Over the past decade, thought leaders and technology innovators have been developing new supply chain structures, production technologies and delivery systems. These principles, strategies, technologies and practices are solutions designed to increase business profits, build community resilience and enable ecosystem regeneration. One of the leading movements in this area is that of The Blue Economy.
The Blue Economy, as outlined by Professor Gunter Pauli in his Report to the Club of Rome (now in 38 languages), is set to generate 100 million new jobs in the next 10 years, based on more than a hundred innovations. These are all led by physics and inspired by nature, producing goods while generating zero waste, and intended to support a world guided by the Kyoto Protocol.
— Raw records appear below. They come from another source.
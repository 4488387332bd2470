//! Core domain types shared across the trading core

use chrono::{DateTime, Utc};
use rust_decimal::Decimal;
use serde::{Deserialize, Serialize};
use std::collections::HashMap;

/// Order side
#[derive(Debug, Clone, Copy, PartialEq, Eq, Serialize, Deserialize)]
pub enum Side {
    #[serde(rename = "BUY")]
    Buy,
    #[serde(rename = "SELL")]
    Sell,
}

impl Side {
    /// Numeric code used inside the EIP-712 order struct (the wire
    /// envelope uses the string form instead)
    pub fn signing_code(&self) -> u8 {
        match self {
            Side::Buy => 0,
            Side::Sell => 1,
        }
    }

    pub fn as_str(&self) -> &'static str {
        match self {
            Side::Buy => "BUY",
            Side::Sell => "SELL",
        }
    }
}

/// Order time-in-force
#[derive(Debug, Clone, Copy, PartialEq, Eq, Serialize, Deserialize)]
pub enum OrderType {
    GTC,
    FOK,
    GTD,
}

impl OrderType {
    pub fn as_str(&self) -> &'static str {
        match self {
            OrderType::GTC => "GTC",
            OrderType::FOK => "FOK",
            OrderType::GTD => "GTD",
        }
    }
}

/// One tradable outcome token of a binary market
#[derive(Debug, Clone, PartialEq, Serialize, Deserialize)]
pub struct OutcomeToken {
    pub token_id: String,
    pub outcome: String,
    /// Market-implied probability, strictly inside (0, 1)
    pub price: Decimal,
}

/// Normalized binary-outcome market
#[derive(Debug, Clone, PartialEq, Serialize, Deserialize)]
pub struct Market {
    pub condition_id: String,
    pub question: String,
    pub end_date: Option<DateTime<Utc>>,
    pub active: bool,
    pub closed: bool,
    pub liquidity: Decimal,
    pub volume: Decimal,
    /// Minimum price increment orders must align to
    pub tick_size: Decimal,
    /// Exactly two tokens (Yes / No)
    pub tokens: Vec<OutcomeToken>,
}

impl Market {
    /// The Yes-side token, if present
    pub fn yes_token(&self) -> Option<&OutcomeToken> {
        self.tokens
            .iter()
            .find(|t| t.outcome.eq_ignore_ascii_case("yes"))
    }

    /// The No-side token, if present
    pub fn no_token(&self) -> Option<&OutcomeToken> {
        self.tokens
            .iter()
            .find(|t| t.outcome.eq_ignore_ascii_case("no"))
    }

    pub fn yes_price(&self) -> Option<Decimal> {
        self.yes_token().map(|t| t.price)
    }

    /// Days until resolution, or None when no deadline is known
    pub fn days_to_resolution(&self, now: DateTime<Utc>) -> Option<f64> {
        self.end_date
            .map(|end| (end - now).num_seconds() as f64 / 86_400.0)
    }

    /// Structural validity: exactly two tokens, every price strictly
    /// inside (0, 1). A price of 0 or 1 means stale venue data and the
    /// market must be discarded, not clamped.
    pub fn is_well_formed(&self) -> bool {
        self.tokens.len() == 2
            && self
                .tokens
                .iter()
                .all(|t| t.price > Decimal::ZERO && t.price < Decimal::ONE)
    }
}

/// A candidate trade produced by the scanner. Read-only projection of a
/// market snapshot; recomputed on every scan and never persisted.
#[derive(Debug, Clone, Serialize)]
pub struct Opportunity {
    pub condition_id: String,
    pub question: String,
    pub end_date: Option<DateTime<Utc>>,
    pub token_id: String,
    pub outcome: String,
    pub estimated_probability: Decimal,
    pub market_price: Decimal,
    pub edge: Decimal,
    pub recommended_stake: Decimal,
    pub rationale: String,
}

impl Opportunity {
    /// Expected-value proxy used for ranking (not true EV)
    pub fn score(&self) -> Decimal {
        self.edge * self.recommended_stake
    }
}

/// Trading strategies the agent runs, each with fixed portfolio limits
#[derive(Debug, Clone, Copy, PartialEq, Eq, Hash, Serialize, Deserialize)]
pub enum StrategyKind {
    #[serde(rename = "prediction_markets")]
    PredictionMarkets,
    #[serde(rename = "leveraged_perps")]
    LeveragedPerps,
    #[serde(rename = "spot_momentum")]
    SpotMomentum,
}

/// Per-strategy portfolio limits
#[derive(Debug, Clone, Copy, PartialEq)]
pub struct StrategyLimits {
    /// Maximum fraction of total portfolio value in open exposure
    pub cap_fraction: Decimal,
    /// Maximum leverage (1 = unleveraged)
    pub max_leverage: Decimal,
}

impl StrategyKind {
    /// Fixed limits table. The fractions are policy, not derived values.
    pub fn limits(&self) -> StrategyLimits {
        use rust_decimal_macros::dec;
        match self {
            StrategyKind::PredictionMarkets => StrategyLimits {
                cap_fraction: dec!(0.15),
                max_leverage: dec!(1),
            },
            StrategyKind::LeveragedPerps => StrategyLimits {
                cap_fraction: dec!(0.10),
                max_leverage: dec!(3),
            },
            StrategyKind::SpotMomentum => StrategyLimits {
                cap_fraction: dec!(0.25),
                max_leverage: dec!(1),
            },
        }
    }

    pub fn as_str(&self) -> &'static str {
        match self {
            StrategyKind::PredictionMarkets => "prediction_markets",
            StrategyKind::LeveragedPerps => "leveraged_perps",
            StrategyKind::SpotMomentum => "spot_momentum",
        }
    }
}

/// Position lifecycle status
#[derive(Debug, Clone, Copy, PartialEq, Eq, Serialize, Deserialize)]
#[serde(rename_all = "SCREAMING_SNAKE_CASE")]
pub enum PositionStatus {
    Open,
    PartialExit,
    StopHit,
    Expired,
    Closed,
}

impl PositionStatus {
    /// Legal lifecycle transitions. PartialExit and StopHit mean "action
    /// required" and may still be driven to Closed by the caller;
    /// Closed and Expired are terminal.
    pub fn can_transition_to(&self, next: PositionStatus) -> bool {
        use PositionStatus::*;
        matches!(
            (self, next),
            (Open, PartialExit)
                | (Open, StopHit)
                | (Open, Expired)
                | (Open, Closed)
                | (PartialExit, Closed)
                | (PartialExit, StopHit)
                | (StopHit, Closed)
        )
    }

    pub fn is_terminal(&self) -> bool {
        matches!(self, PositionStatus::Closed | PositionStatus::Expired)
    }

    pub fn is_open(&self) -> bool {
        !self.is_terminal()
    }
}

/// An owned position record, persisted through the repository
#[derive(Debug, Clone, PartialEq, Serialize, Deserialize)]
pub struct Position {
    pub id: String,
    pub strategy: StrategyKind,
    pub asset_id: String,
    pub status: PositionStatus,
    pub entry_price: Decimal,
    pub current_price: Decimal,
    pub size: Decimal,
    pub cost_basis: Decimal,
    pub current_value: Decimal,
    pub realized_pnl: Decimal,
    pub unrealized_pnl: Decimal,
    pub tx_hash: Option<String>,
    /// Protocol-specific identifiers (token_id, condition_id, outcome, ...)
    pub metadata: HashMap<String, String>,
    pub opened_at: DateTime<Utc>,
    pub updated_at: DateTime<Utc>,
}

impl Position {
    /// Fraction of cost basis lost so far (0 when flat or in profit)
    pub fn drawdown_fraction(&self) -> Decimal {
        if self.cost_basis <= Decimal::ZERO {
            return Decimal::ZERO;
        }
        let loss = self.cost_basis - self.current_value;
        if loss <= Decimal::ZERO {
            Decimal::ZERO
        } else {
            loss / self.cost_basis
        }
    }

    pub fn meta(&self, key: &str) -> Option<&str> {
        self.metadata.get(key).map(String::as_str)
    }
}

/// Result of an exposure-cap check. Computed, never persisted.
#[derive(Debug, Clone, PartialEq)]
pub struct ExposureCheck {
    pub allowed: bool,
    pub strategy: StrategyKind,
    pub current_exposure: Decimal,
    pub proposed: Decimal,
    pub cap: Decimal,
    /// Remaining room under the cap before this proposal
    pub headroom: Decimal,
}

/// Urgency of a risk action
#[derive(Debug, Clone, Copy, PartialEq, Eq, Serialize, Deserialize)]
#[serde(rename_all = "lowercase")]
pub enum Urgency {
    Info,
    Warning,
    Critical,
}

/// Kind of action the position manager asks the caller to take
#[derive(Debug, Clone, Copy, PartialEq, Eq, Serialize, Deserialize)]
#[serde(rename_all = "SCREAMING_SNAKE_CASE")]
pub enum ActionKind {
    StopLoss,
    LiquidationWarning,
    Expire,
}

/// Risk action emitted by the price-refresh pass. The position manager
/// reports these; it never executes them.
#[derive(Debug, Clone, PartialEq, Serialize)]
pub struct PositionAction {
    pub position_id: String,
    pub kind: ActionKind,
    pub urgency: Urgency,
    pub reason: String,
}

/// Venue-side live position row from the public positions API
#[derive(Debug, Clone, PartialEq)]
pub struct LivePosition {
    pub asset: String,
    pub condition_id: String,
    pub size: Decimal,
    pub avg_price: Decimal,
    pub cur_price: Decimal,
    pub current_value: Decimal,
    pub cash_pnl: Decimal,
    pub redeemable: bool,
    pub outcome: String,
}

/// Terminal state of an order submission
#[derive(Debug, Clone, PartialEq, Eq, Serialize, Deserialize)]
#[serde(rename_all = "UPPERCASE")]
pub enum PlacedOrderStatus {
    Live,
    Matched,
    Delayed,
    Error,
}

/// Audit record for every order submission attempt. Returned on success
/// and on failure; rejection is carried in `status`/`error`, not raised.
#[derive(Debug, Clone, Serialize)]
pub struct PlacedOrder {
    pub condition_id: String,
    pub token_id: String,
    pub side: Side,
    pub price: Decimal,
    pub size_usd: Decimal,
    pub status: PlacedOrderStatus,
    pub order_id: Option<String>,
    pub error: Option<String>,
    pub submitted_at: DateTime<Utc>,
}

impl PlacedOrder {
    pub fn is_error(&self) -> bool {
        self.status == PlacedOrderStatus::Error
    }
}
The Blue Economy is already delivering a new era of economic prosperity. It combines a tested framework for economic development and leading emerging technologies and principles for innovation delivery. It is a new way of developing sustainable, rewarding business opportunities. This is why as Founder and CEO of Models of Success and Sustainability (MOSS), the industry body for CSR and Sustainability in Australia, I went last year to Hungary - the only place in the world currently offering such courses - to study the Blue Economy.
This concept was seeded by the UN University in 1994 (3 years prior to the adoption of the Kyoto Protocol) to develop a competitive business model for a world guided by the Protocol and it’s now creating jobs, solving problems, and teaching us to be more entrepreneurial and collaborative in working with what we have.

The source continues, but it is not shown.